我有两个不同的Pandas DataFrame
一个采样时间为60毫秒,另一个采样时间为1秒。
tobii_df
:
datetime, col1
0 2017-08-24 12:59:00.753, 1.3
...
1 2017-08-24 12:59:13.753, 7.2
2 2017-08-24 12:59:13.773, 6.1
3 2017-08-24 12:59:13.793, 5.1
4 2017-08-24 13:00:00.813, 5.4
hr_df
:
datetime, col2
0 2017-08-24 12:59:00, 60
1 2017-08-24 13:00:00, 64
2 2017-08-24 13:01:00, 63
3 2017-08-24 13:02:00, 67
4 2017-08-24 13:03:00, 61
我希望最终结果是
datetime, col1, col2
0 2017-08-24 12:59:00.753, 1.3, 60
...
1 2017-08-24 12:59:13.753, 7.2,
2 2017-08-24 12:59:13.773, 6.1,
3 2017-08-24 12:59:13.793, 5.1,
4 2017-08-24 13:00:00.813, 5.4, 64
此代码合并两个数据帧,但在df1的多个读数上复制了值60。
hr_df = hr_df.sort_values(by='datetime')
tobii_df = tobii_df.sort_values(by='datetime')
hr_df = hr_df.set_index('datetime')
tobii_df = tobii_df.set_index('datetime')

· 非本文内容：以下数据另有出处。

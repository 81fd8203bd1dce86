use vole_core::Tensor;

// Stack — The evaluation-stack calling convention
//
// The runtime invoker consumes the last `n_inputs` values from the stack
// (top of stack holds the last-pushed argument) and pushes one value per
// graph output in declared order.

/// One value on the evaluation stack.
#[derive(Debug, Clone)]
pub enum StackValue {
    Tensor(Tensor),
    Int(i64),
    Double(f64),
    Bool(bool),
}

impl StackValue {
    pub fn as_tensor(&self) -> Option<&Tensor> {
        match self {
            StackValue::Tensor(t) => Some(t),
            _ => None,
        }
    }

    pub fn as_int(&self) -> Option<i64> {
        match self {
            StackValue::Int(v) => Some(*v),
            _ => None,
        }
    }
}

/// The evaluation stack.
pub type Stack = Vec<StackValue>;
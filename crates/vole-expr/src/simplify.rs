use std::collections::HashMap;

use vole_core::DType;

use crate::expr::{rewrite_expr, BinOp, CmpOp, Expr, ExprNode};
use crate::stmt::{rewrite_stmt_exprs, For, Stmt};

// Simplifier — Constant folding and algebraic cleanup
//
// The simplifier is run between most transformation passes: after binding,
// after inlining (which creates long substituted chains), and once more
// before codegen. It folds immediates, removes arithmetic identities,
// collapses constant conditionals, and eliminates degenerate loops.
//
// Folding only produces immediates for dtypes that have an immediate form
// (i64, f64, f32, bool); f16 and u8 arithmetic is left for the backend.

fn fold_binary(op: BinOp, lhs: &Expr, rhs: &Expr) -> Option<Expr> {
    if !lhs.is_constant() || !rhs.is_constant() {
        return None;
    }
    let dtype = lhs.dtype().promote(rhs.dtype());
    match op {
        BinOp::And | BinOp::Or => {
            let a = lhs.as_long()? != 0;
            let b = rhs.as_long()? != 0;
            let v = if op == BinOp::And { a && b } else { a || b };
            return Some(Expr::bool_imm(v));
        }
        _ => {}
    }
    if dtype.is_float() {
        let a = lhs.as_double()?;
        let b = rhs.as_double()?;
        let v = match op {
            BinOp::Add => a + b,
            BinOp::Sub => a - b,
            BinOp::Mul => a * b,
            BinOp::Div => a / b,
            BinOp::Mod => a % b,
            BinOp::Max => a.max(b),
            BinOp::Min => a.min(b),
            BinOp::And | BinOp::Or => unreachable!(),
        };
        match dtype {
            DType::F64 => Some(Expr::double(v)),
            DType::F32 => Some(Expr::float(v as f32)),
            _ => None,
        }
    } else {
        let a = lhs.as_long()?;
        let b = rhs.as_long()?;
        let v = match op {
            BinOp::Add => a + b,
            BinOp::Sub => a - b,
            BinOp::Mul => a * b,
            // Division by a constant zero is a backend-time error, not a
            // compile-time one; leave it visible.
            BinOp::Div => {
                if b == 0 {
                    return None;
                }
                a / b
            }
            BinOp::Mod => {
                if b == 0 {
                    return None;
                }
                a % b
            }
            BinOp::Max => a.max(b),
            BinOp::Min => a.min(b),
            BinOp::And | BinOp::Or => unreachable!(),
        };
        match dtype {
            DType::I64 => Some(Expr::long(v)),
            DType::Bool => Some(Expr::bool_imm(v != 0)),
            _ => None,
        }
    }
}

fn is_zero(e: &Expr) -> bool {
    e.as_long() == Some(0) || e.as_double() == Some(0.0)
}

fn is_one(e: &Expr) -> bool {
    e.as_long() == Some(1) || e.as_double() == Some(1.0)
}

/// Zero immediate of the given dtype, when one exists.
fn zero_of(dtype: DType) -> Option<Expr> {
    match dtype {
        DType::I64 => Some(Expr::long(0)),
        DType::F64 => Some(Expr::double(0.0)),
        DType::F32 => Some(Expr::float(0.0)),
        DType::Bool => Some(Expr::bool_imm(false)),
        _ => None,
    }
}

/// Whether dropping `imm` from an identity like `x + imm` preserves the
/// expression's dtype.
fn identity_keeps_dtype(x: &Expr, imm: &Expr) -> bool {
    x.dtype().promote(imm.dtype()) == x.dtype()
}

fn simplify_node(e: &Expr) -> Option<Expr> {
    match e.node() {
        ExprNode::Binary { op, lhs, rhs } => {
            if let Some(folded) = fold_binary(*op, lhs, rhs) {
                return Some(folded);
            }
            match op {
                BinOp::Add => {
                    if is_zero(rhs) && identity_keeps_dtype(lhs, rhs) {
                        return Some(lhs.clone());
                    }
                    if is_zero(lhs) && identity_keeps_dtype(rhs, lhs) {
                        return Some(rhs.clone());
                    }
                }
                BinOp::Sub => {
                    if is_zero(rhs) && identity_keeps_dtype(lhs, rhs) {
                        return Some(lhs.clone());
                    }
                }
                BinOp::Mul => {
                    if is_one(rhs) && identity_keeps_dtype(lhs, rhs) {
                        return Some(lhs.clone());
                    }
                    if is_one(lhs) && identity_keeps_dtype(rhs, lhs) {
                        return Some(rhs.clone());
                    }
                    if is_zero(rhs) || is_zero(lhs) {
                        if let Some(z) = zero_of(e.dtype()) {
                            return Some(z);
                        }
                    }
                }
                BinOp::Div => {
                    if is_one(rhs) && identity_keeps_dtype(lhs, rhs) {
                        return Some(lhs.clone());
                    }
                }
                BinOp::Mod => {
                    if is_one(rhs) && e.dtype() == DType::I64 {
                        return Some(Expr::long(0));
                    }
                }
                _ => {}
            }
            None
        }
        ExprNode::Cast { dtype, src } => {
            if src.dtype() == *dtype {
                return Some(src.clone());
            }
            if src.is_constant() {
                return match dtype {
                    DType::I64 => src.as_double().map(|v| Expr::long(v as i64)),
                    DType::F64 => src.as_double().map(Expr::double),
                    DType::F32 => src.as_double().map(|v| Expr::float(v as f32)),
                    DType::Bool => src.as_double().map(|v| Expr::bool_imm(v != 0.0)),
                    _ => None,
                };
            }
            None
        }
        ExprNode::CompareSelect {
            op,
            lhs,
            rhs,
            if_true,
            if_false,
        } => {
            if lhs.is_constant() && rhs.is_constant() {
                let (a, b) = (lhs.as_double()?, rhs.as_double()?);
                let cond = match op {
                    CmpOp::Eq => a == b,
                    CmpOp::Ne => a != b,
                    CmpOp::Lt => a < b,
                    CmpOp::Le => a <= b,
                    CmpOp::Gt => a > b,
                    CmpOp::Ge => a >= b,
                };
                return Some(if cond { if_true.clone() } else { if_false.clone() });
            }
            None
        }
        _ => None,
    }
}

/// Simplify an expression tree to fixpoint-per-node (single post-order
/// sweep; children are already simplified when a parent is visited).
pub fn simplify_expr(e: &Expr) -> Expr {
    rewrite_expr(e, &mut simplify_node)
}

/// Loop trip count when both bounds are constant.
pub fn const_trip_count(l: &For) -> Option<i64> {
    let start = simplify_expr(&l.start).as_long()?;
    let stop = simplify_expr(&l.stop).as_long()?;
    Some(stop - start)
}

/// Simplify a statement tree: fold expressions, collapse constant
/// conditionals, drop empty and single-iteration loops, splice nested
/// blocks.
pub fn simplify_stmt(s: &Stmt) -> Stmt {
    let s = rewrite_stmt_exprs(s, &mut simplify_node);
    simplify_structure(s)
}

fn simplify_structure(s: Stmt) -> Stmt {
    match s {
        Stmt::For(mut l) => {
            *l.body = simplify_structure(std::mem::replace(&mut *l.body, Stmt::Nop));
            if l.body.is_nop() {
                return Stmt::Nop;
            }
            if let Some(trip) = const_trip_count(&l) {
                if trip <= 0 {
                    return Stmt::Nop;
                }
                if trip == 1 && !l.options.is_gpu_bound() {
                    // A single-iteration loop is just its body with the
                    // index pinned to the start bound.
                    let mut map = HashMap::new();
                    map.insert(l.var.clone(), l.start.clone());
                    let body = std::mem::replace(&mut *l.body, Stmt::Nop);
                    let pinned =
                        rewrite_stmt_exprs(&body, &mut |e| match e.node() {
                            ExprNode::Var(v) => map.get(v).cloned(),
                            _ => None,
                        });
                    return simplify_stmt(&pinned);
                }
            }
            Stmt::For(l)
        }
        Stmt::Block(stmts) => {
            let mut out: Vec<Stmt> = Vec::with_capacity(stmts.len());
            for st in stmts {
                match simplify_structure(st) {
                    Stmt::Nop => {}
                    Stmt::Block(inner) => out.extend(inner),
                    other => out.push(other),
                }
            }
            if out.is_empty() {
                Stmt::Nop
            } else {
                Stmt::Block(out)
            }
        }
        Stmt::Cond {
            condition,
            if_true,
            if_false,
        } => {
            let cond = simplify_expr(&condition);
            if let Some(v) = cond.as_long() {
                return if v != 0 {
                    simplify_structure(*if_true)
                } else {
                    match if_false {
                        Some(e) => simplify_structure(*e),
                        None => Stmt::Nop,
                    }
                };
            }
            let if_true = Box::new(simplify_structure(*if_true));
            let if_false = if_false.map(|e| Box::new(simplify_structure(*e)));
            Stmt::Cond {
                condition: cond,
                if_true,
                if_false,
            }
        }
        other => other,
    }
}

merged_df = pd.merge_asof(tobii_df, hr_df, left_index=True, right_index=True, suffixes=('_', ''))
我也试过
hr_df = hr_df.set_index('datetime')\
.reindex(tobii_df.set_index('datetime').index, method='nearest')\
.reset_index()
merged_df = pd.merge(tobii_df, hr_df, on='datetime')
这也为tobii_df
的每个读数创建了重复项。两个代码的最终结果类似于:
datetime, col1, col2
0 2017-08-24 12:59:00.753, 1.3, 60
...
1 2017-08-24 12:59:13.753, 7.2, 60
2 2017-08-24 12:59:13.773, 6.1, 60
3 2017-08-24 12:59:13.793, 5.1, 60
4 2017-08-24 13:00:00.813, 5.4, 64